L’organisation Al Bawsala condamne le passage en force du projet d’amendement de la loi électorale, lors d’une plénière mardi à l’Assemblée, à trois mois et demi des élections, pointant des vices de forme.

L’ONG critique dans un communiqué, paru hier soir, que les propositions ont été présentées sans discussion, et sans figurer au préalable dans le projet de loi du gouvernement, « ayant prévu uniquement le seuil électoral ».

La discussion du projet de loi a été marquée dès le début par « la précipitation, en faisant valoir la majorité numérique dans une affaire qui requiert un climat politique stable, loin des calculs et tiraillements politiques », souligne l’organisation.

Al Bawsala considère que « les amendements adoptés, même s’ils ont été parés de l’habit de protection de la démocratie, visent fondamentalement à servir l’intérêt des partis de la majorité, soit à travers l’institution d’un seuil électoral qui aura un important impact sur la répartition des sièges et sur le pluralisme du paysage parlementaire, soit par l’exclusion de concurrents, ce qui évoque les méthodes de l’ancien régime hostiles au pluralisme partisan et politique ».
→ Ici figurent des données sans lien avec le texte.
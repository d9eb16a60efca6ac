//! Audio Decoder Filter
//!
//! This module implements `AudioDecoder`, a one-in one-out filter turning
//! Vorbis packets into interleaved 32-bit float PCM through an external
//! [`pinflow::codec::AudioDecoderCodec`].
//!
//! ## Responsibilities
//! - Accepts Vorbis input whose format carries the stream headers as codec
//!   private data, and configures the codec from them at start
//! - Offers float PCM at the stream's channel count and rate, with the
//!   speaker mask for that channel count
//! - Reorders channels from codec order to wire order while interleaving
//! - Emits fixed chunks of `rate / 8` frames; whatever remains is emitted at
//!   end-of-stream
//! - Stamps chunks from the first timed input plus the number of frames
//!   emitted so far, so output timing has no gaps or overlaps
//!
//! ## Example
//! ```
//! use pinflow::{AudioFormat, Filter, FormatDescriptor, Subtype};
//! use pinflow_filters::{AppSource, AudioDecoder, reference};
//!
//! # fn main() -> pinflow::Result<()> {
//! let vorbis = FormatDescriptor::audio(Subtype::Vorbis, AudioFormat::float(2, 48000))
//!     .with_codec_private(reference::audio_headers(2, 48000));
//! let source = Filter::new("source", AppSource::new(vec![vorbis]));
//! let decoder = Filter::new("decode", AudioDecoder::new(reference::IdentityAudioDecoder::new()));
//! source.connect(AppSource::OUTPUT, decoder.input(AudioDecoder::INPUT)?, None)?;
//! # Ok(())
//! # }
//! ```

// SPDX-FileCopyrightText: 2025 Contributors to the pinflow project.
// SPDX-License-Identifier: Apache-2.0

/// Filter implementation (negotiation, chunking, timing)
mod imp;

pub use imp::{AudioDecoder, MIN_OUTPUT_BUFFERS};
L’ONG condamne, par ailleurs, « les pratiques des parties qui utilisent la couverture associative pour servir des projets électoraux, et considère leur avènement comme étant le résultat du manquement des appareils de l’Etat en matière d’application de la loi ». La solution ne réside pas dans l’institution de conditions de candidature trois mois avant les élections, mais dans l’instauration des institutions constitutionnelles, en prime la Cour constitutionnelle, relève-t-elle en substance.